#### Record extracts ####
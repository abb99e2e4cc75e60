//! Session lifecycle: GC after idle, revival on the next event.

use crate::prelude::*;

#[tokio::test]
async fn idle_session_is_collected_and_revived_on_next_event() {
    let engine = engine();
    let bus = engine.runtime.bus();

    bus.publish_nowait(user_msg(&engine, "bob", "hello"));
    wait_until("first answer", || engine.agent.call_count() == 1).await;
    assert!(engine.runtime.router().contains_session("dm:bob"));

    // silent for longer than the 600s idle TTL
    engine.clock.advance_secs(601);
    wait_until("session collected", || {
        !engine.runtime.router().contains_session("dm:bob")
    })
    .await;
    assert!(engine
        .runtime
        .state_snapshot()
        .sessions
        .iter()
        .all(|s| s.session_key != "dm:bob"));

    // the next message is routed into a fresh inbox and answered normally
    bus.publish_nowait(user_msg(&engine, "bob", "anyone home?"));
    wait_until("revived answer", || engine.agent.call_count() == 2).await;
    assert!(engine.runtime.router().contains_session("dm:bob"));
    let snapshot = engine.runtime.state_snapshot();
    let session = snapshot
        .sessions
        .iter()
        .find(|s| s.session_key == "dm:bob")
        .unwrap();
    // fresh state, not the pre-GC counters
    assert!(session.processed_total <= 2);

    engine.runtime.shutdown().await;
}

#[tokio::test]
async fn active_sessions_are_left_alone() {
    let engine = engine();
    let bus = engine.runtime.bus();

    bus.publish_nowait(user_msg(&engine, "bob", "hello"));
    wait_until("answered", || engine.agent.call_count() == 1).await;

    // stays idle but under the TTL
    engine.clock.advance_secs(599);
    settle().await;
    assert!(engine.runtime.router().contains_session("dm:bob"));

    engine.runtime.shutdown().await;
}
####
» **What the task requires**: Filter the data down to the lines that contain the string "fresh", and copy them.

» **Output for this exercise**:
    // the next message is routed into a fresh inbox and answered normally
    // fresh state, not the pre-GC counters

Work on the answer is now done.